In 2009, von Ahn and his graduate student Severin Hacker began to develop Duolingo, a language education platform. They founded a company of the same name, with von Ahn as chief executive officer and Hacker as chief technology officer. In November 2011, a private beta test of Duolingo was launched and the app was released to the public in June 2012. As of May 2020, Duolingo was valued at $1.5 billion. In a talk with NPR, von Ahn shared that Duolingo saw a spike in users during the COVID-19 pandemic. von Ahn has a chapter giving advice in Tim Ferriss' book Tools of Titans.

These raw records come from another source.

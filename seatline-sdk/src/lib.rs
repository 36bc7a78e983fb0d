//! Shared types for the seatline event registration service.
//!
//! - [`objects`]: request and response bodies of the HTTP API.
//! - [`ticket`]: generation and verification of ticket codes.
//! - `client`: a typed HTTP client (behind the `client` feature).

#![deny(clippy::unwrap_used)]
#![forbid(unsafe_code)]

pub mod objects;
pub mod ticket;

#[cfg(feature = "client")]
pub mod client;
//! Operator endpoint types.

use serde::{Deserialize, Serialize};

/// Request body for `POST /events/clear-cache`.
///
/// `all = true` clears every event-related view; otherwise only the views of
/// the listed events (and the shared event list) are dropped.
#[derive(Debug, Clone, Default, PartialEq, Eq, Serialize, Deserialize)]
pub struct ClearCacheRequest {
    #[serde(default)]
    pub event_ids: Vec<String>,
    #[serde(default)]
    pub all: bool,
}

#[derive(Debug, Clone, PartialEq, Eq, Serialize, Deserialize)]
pub struct ClearCacheResponse {
    /// Number of cache entries removed.
    pub cleared: usize,
}
use sqlx::PgPool;

/// Executes entity queries against the connection pool.
///
/// Every SQL operation is a request type with a `Processor` impl on this
/// struct, see [`crate::entities`].
#[derive(Debug, Clone)]
pub struct DatabaseProcessor {
    pub pool: PgPool,
}

impl DatabaseProcessor {
    pub fn new(pool: PgPool) -> Self {
        Self { pool }
    }
}
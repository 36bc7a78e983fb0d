//! Mapping of engine failures onto HTTP responses.

use axum::{
    Json,
    http::{HeaderValue, StatusCode, header},
    response::{IntoResponse, Response},
};
use seatline_core::engine::RegistrationError;
use seatline_sdk::objects::ErrorBody;
use std::time::Duration;

const INTERNAL_MESSAGE: &str = "internal server error, please try again later";

/// Errors returned by every API handler.
#[derive(Debug, thiserror::Error)]
pub enum ApiError {
    #[error(transparent)]
    Registration(#[from] RegistrationError),
    #[error("malformed request body: {0}")]
    MalformedBody(String),
    #[error("request body too large")]
    PayloadTooLarge,
}

impl ApiError {
    pub fn status(&self) -> StatusCode {
        match self {
            ApiError::Registration(e) => match e {
                RegistrationError::InvalidInput(_)
                | RegistrationError::DuplicateRegistration
                | RegistrationError::EventAtCapacity
                | RegistrationError::AlreadyCancelled => StatusCode::BAD_REQUEST,
                RegistrationError::EventNotFound | RegistrationError::RegistrationNotFound => {
                    StatusCode::NOT_FOUND
                }
                RegistrationError::RateLimited { .. } => StatusCode::TOO_MANY_REQUESTS,
                RegistrationError::CancellationInconsistent { .. }
                | RegistrationError::StoreUnavailable(_) => StatusCode::INTERNAL_SERVER_ERROR,
            },
            ApiError::MalformedBody(_) => StatusCode::BAD_REQUEST,
            ApiError::PayloadTooLarge => StatusCode::PAYLOAD_TOO_LARGE,
        }
    }

    fn code(&self) -> &'static str {
        match self {
            ApiError::Registration(e) => e.code(),
            ApiError::MalformedBody(_) => "InvalidInput",
            ApiError::PayloadTooLarge => "PayloadTooLarge",
        }
    }
}

/// Whole seconds, rounded up, never zero.
fn retry_after_secs(retry_after: Duration) -> u64 {
    let secs = retry_after.as_secs() + u64::from(retry_after.subsec_nanos() > 0);
    secs.max(1)
}

impl IntoResponse for ApiError {
    fn into_response(self) -> Response {
        let status = self.status();
        let message = if status.is_server_error() {
            tracing::error!(code = self.code(), error = %self, "Request failed");
            INTERNAL_MESSAGE.to_string()
        } else {
            self.to_string()
        };
        let body = ErrorBody {
            error: self.code().to_string(),
            message,
        };

        let mut response = (status, Json(body)).into_response();
        if let ApiError::Registration(RegistrationError::RateLimited { retry_after, .. }) = &self {
            response.headers_mut().insert(
                header::RETRY_AFTER,
                HeaderValue::from(retry_after_secs(*retry_after)),
            );
        }
        response
    }
}

#[cfg(test)]
mod tests {
    use super::*;
    use seatline_core::engine::ValidationError;
    use seatline_core::rate_limit::RateLimitReason;
    use seatline_core::store::StoreError;

    #[test]
    fn client_errors_map_to_4xx() {
        let cases = [
            (
                RegistrationError::from(ValidationError::new("email", "is invalid")),
                StatusCode::BAD_REQUEST,
            ),
            (RegistrationError::DuplicateRegistration, StatusCode::BAD_REQUEST),
            (RegistrationError::EventAtCapacity, StatusCode::BAD_REQUEST),
            (RegistrationError::AlreadyCancelled, StatusCode::BAD_REQUEST),
            (RegistrationError::EventNotFound, StatusCode::NOT_FOUND),
            (RegistrationError::RegistrationNotFound, StatusCode::NOT_FOUND),
        ];
        for (error, status) in cases {
            assert_eq!(ApiError::from(error).status(), status);
        }
    }

    #[test]
    fn store_errors_do_not_leak_details() {
        let error = ApiError::from(RegistrationError::StoreUnavailable(StoreError::Unavailable(
            "connection refused to 10.0.0.5".to_string(),
        )));
        assert_eq!(error.status(), StatusCode::INTERNAL_SERVER_ERROR);
        let response = error.into_response();
        assert_eq!(response.status(), StatusCode::INTERNAL_SERVER_ERROR);
    }

    #[test]
    fn rate_limited_sets_retry_after() {
        let error = ApiError::from(RegistrationError::RateLimited {
            reason: RateLimitReason::TooManyFromIp,
            retry_after: Duration::from_millis(1500),
        });
        let response = error.into_response();
        assert_eq!(response.status(), StatusCode::TOO_MANY_REQUESTS);
        assert_eq!(response.headers()[header::RETRY_AFTER], "2");
    }

    #[test]
    fn retry_after_is_at_least_one_second() {
        assert_eq!(retry_after_secs(Duration::ZERO), 1);
        assert_eq!(retry_after_secs(Duration::from_secs(3600)), 3600);
    }
}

In May 2021, von Ahn joined the executive committee of Partnership for Central America, an entity bringing together a variety of businesses, academic organizations and nonprofit organizations "to advance economic opportunity, address urgent climate, education and health challenges, and promote long-term investments and workforce capability building to support a vision of hope for Central America". The Partnership for Central America was presented in the context of the United States' vice president Kamala Harris's "call to action" to address irregular migration from Central America to the United States by "deepening investment in the Northern Triangle" (a term coined to refer to Guatemala, El Salvador and Honduras).

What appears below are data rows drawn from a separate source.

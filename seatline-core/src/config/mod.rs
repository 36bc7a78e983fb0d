//! Configuration types for seatline.
//!
//! These types represent the validated runtime configuration used by the server
//! and can be shared across crates. The actual config loading/parsing is handled
//! by the server crate.

mod cache;
mod notifications;
mod rate_limit;
mod server;

pub use cache::CacheConfig;
pub use notifications::NotificationConfig;
pub use rate_limit::RateLimitConfig;
pub use server::{Environment, ServerConfig};

use crate::entities::event::Event;

/// The complete runtime configuration, assembled once at startup.
#[derive(Debug, Clone)]
pub struct AppConfig {
    pub server: ServerConfig,
    pub rate_limit: RateLimitConfig,
    pub cache: CacheConfig,
    pub notifications: NotificationConfig,
    /// Seed catalogue upserted into the store at startup.
    pub events: Vec<Event>,
}

impl AppConfig {
    /// Rate-limit thresholds after applying relaxed mode.
    pub fn rate_limit_policy(&self) -> crate::rate_limit::RateLimitPolicy {
        self.rate_limit.policy(self.server.environment)
    }
}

In July 2025, von Ahn joined the board of collaborative web application maker Figma.

===Awards and honors===
His research on CAPTCHAs and human computation has earned him international recognition and numerous honors. He was awarded a MacArthur Fellowship in 2006, the David and Lucile Packard Foundation Fellowship in 2009, a Sloan Fellowship in 2009, and a Microsoft New Faculty Fellowship in 2007, and the Presidential Early Career Award for Scientists and Engineers in 2012. He has also been named one of the 50 Best Brains in Science by Discover, and has made it to many recognition lists that include Popular Science's Brilliant 10, Silicon.com's 50 Most Influential People in Technology, MIT Technology Reviews TR35: Young Innovators Under 35, and Fast Company's 100 Most Innovative People in Business.

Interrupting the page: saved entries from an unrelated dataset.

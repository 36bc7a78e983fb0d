//! Custom Axum extractors.
//!
//! Provides:
//! - `ApiJson<T>`: a JSON body whose rejections render as [`ApiError`].
//! - `ClientIp`: the caller address used as the rate-limit key.

use axum::{
    Json,
    extract::{ConnectInfo, FromRequest, FromRequestParts, Request, rejection::JsonRejection},
    http::{HeaderMap, StatusCode, request::Parts},
};
use serde::de::DeserializeOwned;
use std::convert::Infallible;
use std::net::SocketAddr;

use super::error::ApiError;

/// JSON request body. Oversized bodies become `413`, everything else `400`.
pub struct ApiJson<T>(pub T);

impl From<JsonRejection> for ApiError {
    fn from(rejection: JsonRejection) -> Self {
        if rejection.status() == StatusCode::PAYLOAD_TOO_LARGE {
            ApiError::PayloadTooLarge
        } else {
            ApiError::MalformedBody(rejection.body_text())
        }
    }
}

impl<S, T> FromRequest<S> for ApiJson<T>
where
    S: Send + Sync,
    T: DeserializeOwned,
{
    type Rejection = ApiError;

    async fn from_request(req: Request, state: &S) -> Result<Self, Self::Rejection> {
        let Json(value) = Json::<T>::from_request(req, state).await?;
        Ok(ApiJson(value))
    }
}

/// Best-effort client address.
///
/// Resolution order: first `X-Forwarded-For` entry, `X-Real-IP`, the socket
/// peer, then the literal `"unknown"`.
#[derive(Debug, Clone, PartialEq, Eq)]
pub struct ClientIp(pub String);

pub const UNKNOWN_CLIENT: &str = "unknown";

fn header_ip(headers: &HeaderMap) -> Option<String> {
    let forwarded = headers
        .get("x-forwarded-for")
        .and_then(|v| v.to_str().ok())
        .and_then(|v| v.split(',').next())
        .map(str::trim)
        .filter(|ip| !ip.is_empty());
    let real_ip = || {
        headers
            .get("x-real-ip")
            .and_then(|v| v.to_str().ok())
            .map(str::trim)
            .filter(|ip| !ip.is_empty())
    };
    forwarded.or_else(real_ip).map(str::to_owned)
}

impl<S: Send + Sync> FromRequestParts<S> for ClientIp {
    type Rejection = Infallible;

    async fn from_request_parts(parts: &mut Parts, _state: &S) -> Result<Self, Self::Rejection> {
        let ip = header_ip(&parts.headers)
            .or_else(|| {
                parts
                    .extensions
                    .get::<ConnectInfo<SocketAddr>>()
                    .map(|ConnectInfo(addr)| addr.ip().to_string())
            })
            .unwrap_or_else(|| UNKNOWN_CLIENT.to_string());
        Ok(ClientIp(ip))
    }
}

#[cfg(test)]
mod tests {
    use super::*;
    use axum::http::Request as HttpRequest;

    async fn extract(request: HttpRequest<()>) -> String {
        let (mut parts, _) = request.into_parts();
        let ClientIp(ip) = ClientIp::from_request_parts(&mut parts, &()).await.unwrap();
        ip
    }

    #[tokio::test]
    async fn forwarded_for_takes_first_entry() {
        let request = HttpRequest::builder()
            .header("x-forwarded-for", " 203.0.113.7 , 10.0.0.1")
            .header("x-real-ip", "198.51.100.2")
            .body(())
            .unwrap();
        assert_eq!(extract(request).await, "203.0.113.7");
    }

    #[tokio::test]
    async fn falls_back_to_real_ip_then_peer() {
        let request = HttpRequest::builder()
            .header("x-real-ip", "198.51.100.2")
            .body(())
            .unwrap();
        assert_eq!(extract(request).await, "198.51.100.2");

        let mut request = HttpRequest::builder().body(()).unwrap();
        let peer: SocketAddr = "192.0.2.9:51000".parse().unwrap();
        request.extensions_mut().insert(ConnectInfo(peer));
        assert_eq!(extract(request).await, "192.0.2.9");

        let request = HttpRequest::builder().body(()).unwrap();
        assert_eq!(extract(request).await, UNKNOWN_CLIENT);
    }
}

Siglo Veintiuno, one of the biggest newspapers in Guatemala, chose him as the person of the year in 2009. In 2011, Foreign Policy Magazine in Spanish named him the most influential intellectual of Latin America and Spain.

In 2011, he was awarded the A. Nico Habermann development chair in computer science, which is awarded every three years to a junior faculty member of unusual promise in the School of Computer Science.

In 2017, he was awarded the Distinguished Leadership Award for Innovation and Social Impact by the Inter-American Dialogue.

In 2018, he was awarded the Lemelson-MIT prize for his "dedication to improving the world through technology".

In 2021, he was named by Carnegie Corporation of New York as an honoree of the Great Immigrants Award.

In late 2025, he was announced by the Institute for Electrical and Electronics Engineers (IEEE) as the recipient of the 2026 IEEE Frances E. Allen Medal.

===Teaching===

Von Ahn has used a number of unusual techniques in his teaching, which have won him multiple teaching awards at Carnegie Mellon University. In the fall of 2008, he began teaching a new course at Carnegie Mellon entitled "Science of the Web". A combination of graph theory and social science, the course covers topics from network and game theory to auction theory.

In his 2023 TED talk, he emphasised on the importance of making learning as fun as playing video games or using social media apps, by using similar features such as streaks and leaderboards.

==Philanthropy==

In 2021, von Ahn established the Luis von Ahn Foundation. Its focus is to support Guatemalans, especially women and girls, through financial support to local community leaders and nonprofit organizations. According to the foundation website, in 2022 it will give US$3 million to various organizations that focus on "women's and girls equality, conservation of the environment, and democracy and youth participation."

==Personal life==
Von Ahn is married to a Swedish national, Ingrid von Ahn, the co-founder and executive director of the Ingrid and Luis von Ahn Foundation.